Dataset items:
------------------------------------------------

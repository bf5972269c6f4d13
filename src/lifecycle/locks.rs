//! Per-tenant mutual exclusion.
//!
//! Tasks in one process queue on an in-memory mutex per tenant id; other processes are kept out
//! by a lock file per tenant. Operations on different tenants never share a lock. A waiter
//! gives up after the configured timeout, which must outlast a whole lifecycle operation.

use std::{
    fs, io,
    path::PathBuf,
    sync::{Arc, Mutex, PoisonError},
    time::Duration,
};

use rustc_hash::FxHashMap;
use tokio::{
    sync::{Mutex as AsyncMutex, OwnedMutexGuard},
    time::{self, Instant},
};
use tracing::{debug, warn};

use crate::{
    files::{self, FileLock, LockError},
    identity::TenantId,
    lifecycle::errors::LifecycleError,
    registry::RegistryError,
};

/// Held for the duration of one lifecycle operation.
#[derive(Debug)]
pub struct TenantGuard {
    _file: FileLock,
    _local: OwnedMutexGuard<()>,
}

/// Lock table keyed by tenant id.
#[derive(Debug)]
pub struct TenantLocks {
    dir: PathBuf,
    timeout: Duration,
    local: Mutex<FxHashMap<TenantId, Arc<AsyncMutex<()>>>>,
}

impl TenantLocks {
    /// Lock table keeping its lock files in `dir`, waiting at most `timeout` per acquisition.
    #[must_use]
    pub fn new(dir: impl Into<PathBuf>, timeout: Duration) -> Self {
        Self {
            dir: dir.into(),
            timeout,
            local: Mutex::default(),
        }
    }

    /// Wait for exclusive access to `id`.
    ///
    /// # Errors
    ///
    /// Returns [`LifecycleError::Locked`] when another task or process keeps the tenant for
    /// longer than the timeout.
    pub async fn acquire(&self, id: &TenantId) -> Result<TenantGuard, LifecycleError> {
        let deadline = Instant::now() + self.timeout;

        let local = time::timeout_at(deadline, self.local_mutex(id).lock_owned())
            .await
            .map_err(|_elapsed| LifecycleError::Locked(id.clone()))?;

        let remaining = deadline.saturating_duration_since(Instant::now());
        let file = files::wait_for_lock(&self.path(id), remaining)
            .await
            .map_err(|error| match error {
                LockError::Contended { .. } => LifecycleError::Locked(id.clone()),
                LockError::Io { path, source } => {
                    LifecycleError::Registry(RegistryError::Write { path, source })
                }
            })?;

        debug!(tenant = %id, "acquired tenant lock");

        Ok(TenantGuard {
            _file: file,
            _local: local,
        })
    }

    /// Delete the lock file of a tenant that no longer exists.
    ///
    /// Called while `_guard` is held, so no other operation can be waiting on the same file
    /// inside this process.
    pub fn release_file(&self, id: &TenantId, _guard: &TenantGuard) {
        match fs::remove_file(self.path(id)) {
            Ok(()) => debug!(tenant = %id, "removed tenant lock file"),
            Err(error) if error.kind() == io::ErrorKind::NotFound => {}
            Err(error) => warn!(tenant = %id, %error, "failed to remove tenant lock file"),
        }
    }

    fn path(&self, id: &TenantId) -> PathBuf {
        self.dir.join(format!("tenant-{id}.lock"))
    }

    fn local_mutex(&self, id: &TenantId) -> Arc<AsyncMutex<()>> {
        let mut table = self.local.lock().unwrap_or_else(PoisonError::into_inner);

        // Only the table holds unused entries.
        table.retain(|_, mutex| Arc::strong_count(mutex) > 1);

        Arc::clone(table.entry(id.clone()).or_default())
    }
}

------------------------------------------------

**EXERCISE OBJECTIVE**.
Report back every line of the entries in which "match" occurs.

**EXERCISE RESPONSE**.
            .map_err(|error| match error {
        match fs::remove_file(self.path(id)) {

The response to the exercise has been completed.